▶ **Description of the task**:
For each line below that contains the word "warn", return that line.
══════
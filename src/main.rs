mod binders;
mod config;
mod dashboard;
mod models;
mod sample;
mod surface;
mod utils;

use std::future::Future;

use log::{error, info, warn};
use time::OffsetDateTime;
use tokio::sync::oneshot;

use config::DashboardConfig;
use dashboard::on_surface_ready;
use surface::{regions, Document, Surface};
use utils::format_datetime;

/// Build the page, render the sample data onto it and write it to disk
async fn build_dashboard(config: DashboardConfig) -> Result<(), Box<dyn std::error::Error>> {
    let mut data = sample::dashboard_data();
    data.configuration = config.overrides.apply(data.configuration);

    let (ready_tx, ready_rx) = oneshot::channel();
    if ready_tx.send(Document::dashboard(&config.title)).is_err() {
        return Err("Surface-ready signal has no listener".into());
    }

    let (mut page, report) = on_surface_ready(ready_rx, &data)
        .await
        .ok_or("Dashboard page was not rendered")?;

    for skipped in &report.skipped {
        info!("Skipped section: {}", skipped);
    }

    let generated_at = format_datetime(&OffsetDateTime::now_utc());
    if let Some(footer) = page.region_mut(regions::PIE_GENERADO) {
        footer.set_text(&format!("Generado: {} UTC", generated_at));
    }

    tokio::fs::write(&config.output_path, page.to_html()).await?;
    info!(
        "Dashboard written to {} at {}",
        config.output_path.display(),
        generated_at
    );

    Ok(())
}

/// Run `work` unless a shutdown is requested first
///
/// A dropped shutdown sender is not a request; the work then runs to completion.
async fn run_until_shutdown<F: Future>(
    work: F,
    mut shutdown: oneshot::Receiver<()>,
) -> Option<F::Output> {
    tokio::select! {
        output = work => Some(output),
        Ok(()) = &mut shutdown => None,
    }
}

#[tokio::main]
async fn main() -> Result<(), Box<dyn std::error::Error>> {
    // Initialize logging
    env_logger::Builder::new()
        .filter_level(log::LevelFilter::Info)
        .parse_default_env()
        .format_timestamp_secs()
        .init();

    // Load configuration
    let config = match DashboardConfig::new() {
        Ok(config) => config,
        Err(e) => {
            error!("Failed to load configuration: {}", e);
            return Err(e.into());
        }
    };

    // Handle Ctrl+C gracefully
    let (tx, rx) = oneshot::channel();
    tokio::spawn(async move {
        match tokio::signal::ctrl_c().await {
            Ok(()) => {
                let _ = tx.send(());
            }
            Err(e) => warn!("Failed to listen for Ctrl+C: {}", e),
        }
    });

    match run_until_shutdown(build_dashboard(config), rx).await {
        Some(Ok(())) => info!("Program completed successfully"),
        Some(Err(e)) => {
            error!("Fatal error: {}", e);
            return Err(e);
        }
        None => info!("Program terminated by user. Exiting gracefully."),
    }

    Ok(())
}

#[cfg(test)]
mod tests {
    use super::*;

    #[tokio::test]
    async fn work_finishes_when_shutdown_sender_is_dropped() {
        let (tx, rx) = oneshot::channel::<()>();
        drop(tx);

        assert_eq!(run_until_shutdown(async { 42 }, rx).await, Some(42));
    }

    #[tokio::test]
    async fn shutdown_signal_interrupts_pending_work() {
        let (tx, rx) = oneshot::channel();
        tx.send(()).unwrap();

        let result = run_until_shutdown(std::future::pending::<()>(), rx).await;
        assert_eq!(result, None);
    }
}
══════
▶ **Task solution**:
use log::{error, info, warn};
            Err(e) => warn!("Failed to listen for Ctrl+C: {}", e),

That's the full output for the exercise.